LUIZ ACKERMANN/AGÊNCIA O DIA
LUIZ ACKERMANN/AGÊNCIA O DIA

Justiça militar vai apurar chacina no Rio

Até agora, só os policiais civis eram investigados, atendendo à legislação vigente desde outubro; nem perícia na arma dos soldados foi feita

Roberta Jansen, O Estado de S. Paulo

17 Novembro 2017 | 03h00

Depois de cinco dias de impasse nas investigações, a Justiça Militar anunciou nesta quinta-feira, 16, que vai apurar a chacina ocorrida no sábado durante um baile funk no Complexo do Salgueiro, em São Gonçalo. Apesar de sete homens terem morrido baleados no mesmo momento em que se desenrolava uma ação conjunta de militares e policiais civis, os comandos das forças garantem que nenhum tiro foi disparado por seus agentes. 

Até agora, no entanto, só os civis eram investigados. “Temos sete corpos no chão que ninguém reconhece”, afirma o sociólogo Ignácio Cano, do Laboratório de Análise da Violência da Universidade Estadual do Rio de Janeiro (UERJ). “Isso é algo novo até para o Rio. E é extremamente grave.”

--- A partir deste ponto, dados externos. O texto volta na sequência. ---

//! PDF text extraction
//!
//! Shells out to `pdftotext` (poppler-utils), writing to stdout. Keeping
//! extraction out of process avoids carrying a PDF parser; the binary is a
//! standard dependency on any machine running this service.

use std::path::Path;
use tokio::process::Command;

/// Extraction errors
#[derive(Debug)]
pub enum PdfError {
    /// pdftotext missing from PATH
    ToolMissing,
    /// pdftotext exited non-zero
    ExtractionFailed(String),
    /// Extracted output was not valid UTF-8
    BadOutput,
    Io(std::io::Error),
}

impl std::fmt::Display for PdfError {
    fn fmt(&self, f: &mut std::fmt::Formatter<'_>) -> std::fmt::Result {
        match self {
            PdfError::ToolMissing => write!(f, "pdftotext not found in PATH"),
            PdfError::ExtractionFailed(msg) => write!(f, "pdftotext failed: {}", msg),
            PdfError::BadOutput => write!(f, "pdftotext produced non-UTF-8 output"),
            PdfError::Io(e) => write!(f, "IO error: {}", e),
        }
    }
}

impl std::error::Error for PdfError {}

/// Check whether pdftotext can be spawned
pub fn pdftotext_available() -> bool {
    std::process::Command::new("pdftotext")
        .arg("-v")
        .output()
        .is_ok()
}

/// Extract the full text of a PDF file
pub async fn extract_text(path: &Path) -> Result<String, PdfError> {
    let output = Command::new("pdftotext")
        .arg("-layout")
        .arg(path)
        .arg("-") // stdout
        .output()
        .await
        .map_err(|e| {
            if e.kind() == std::io::ErrorKind::NotFound {
                PdfError::ToolMissing
            } else {
                PdfError::Io(e)
            }
        })?;

    if !output.status.success() {
        let stderr = String::from_utf8_lossy(&output.stderr).trim().to_string();
        return Err(PdfError::ExtractionFailed(stderr));
    }

    String::from_utf8(output.stdout).map_err(|_| PdfError::BadOutput)
}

A Procuradoria Militar instaurou na terça um Procedimento de Investigação Criminal e já pediu ao Comando Militar do Leste (CML) informações sobre a ação na comunidade. A depender do apurado, novas diligências ou provas técnicas podem ser requeridas ou a instauração de um inquérito policial-militar será solicitada. Se isso ocorrer, será a primeira investigação desse tipo realizada sob a nova legislação, que garante julgamento na Justiça Militar de militares que participem de ações de segurança pública.

A investigação aberta pela Delegacia de Homicídios de Niterói e São Gonçalo ouviu os policiais que participaram da ação – e negaram ter feito disparos. Mas não poderia tomar depoimentos dos militares porque a Polícia Civil não teria atribuição para investigar crimes dolosos contra a vida cometidos por homens das Forças Armadas.

“Até que seja comprovada a ação dos militares, a investigação deveria ser inteiramente da pela Polícia Civil, mas cria-se um novo espaço de impunidade, no qual todos estão se escorando para que nada seja apurado”, sustenta Cano. “O uso excessivo da força é uma tradição das incursões a comunidades no Rio, mas uma intervenção que ninguém reconhece é inédito. Só revela os perigos dessa mudança na legislação.”

Oficialmente, a ação foi chefiada pela Coordenadoria de Recursos Especiais (Core) da Polícia Civil e contou com o apoio de 15 militares do Exército, dois blindados e dois motoristas. Outros 15 policiais civis participaram, juntamente com um terceiro blindado, da Core.

Nem o CML nem a Polícia Civil informam o motivo da incursão. Moradores contam que os tiros foram disparados por encapuzados saídos de blindados.

Perícias foram feitas no local do crime, nos corpos e nas armas dos policiais, mas nenhum laudo foi divulgado. No caso dos militares, nem a perícia das armas foi pedida. 

“Os procedimentos investigatórios já estão sendo realizados com os militares”, disse nesta quinta o porta-voz do CML e do Estado-Maior Conjunto, coronel Roberto Itamar. “O Ministério Público também pode solicitar as armas, que estão à disposição. Mas nenhuma perícia foi feita ainda nas armas porque não houve disparo na ocasião.”

O governo federal autorizou o uso das Forças Armadas para reforçar a segurança do Rio em julho. No total, 8,5 mil agentes foram deslocados para a missão. Desde então, eles têm ajudado as polícias em operações para prender traficantes e apreender armas. 

Notas. A Secretaria de Segurança se recusou a dar esclarecimentos, alegando que “seria uma atribuição da Polícia Civil, que coordenou a ação”. A Polícia Civil, porém, diz que “não tem o que falar, o processo investigatório é sigiloso e só voltará a se pronunciar ao fim das investigações”.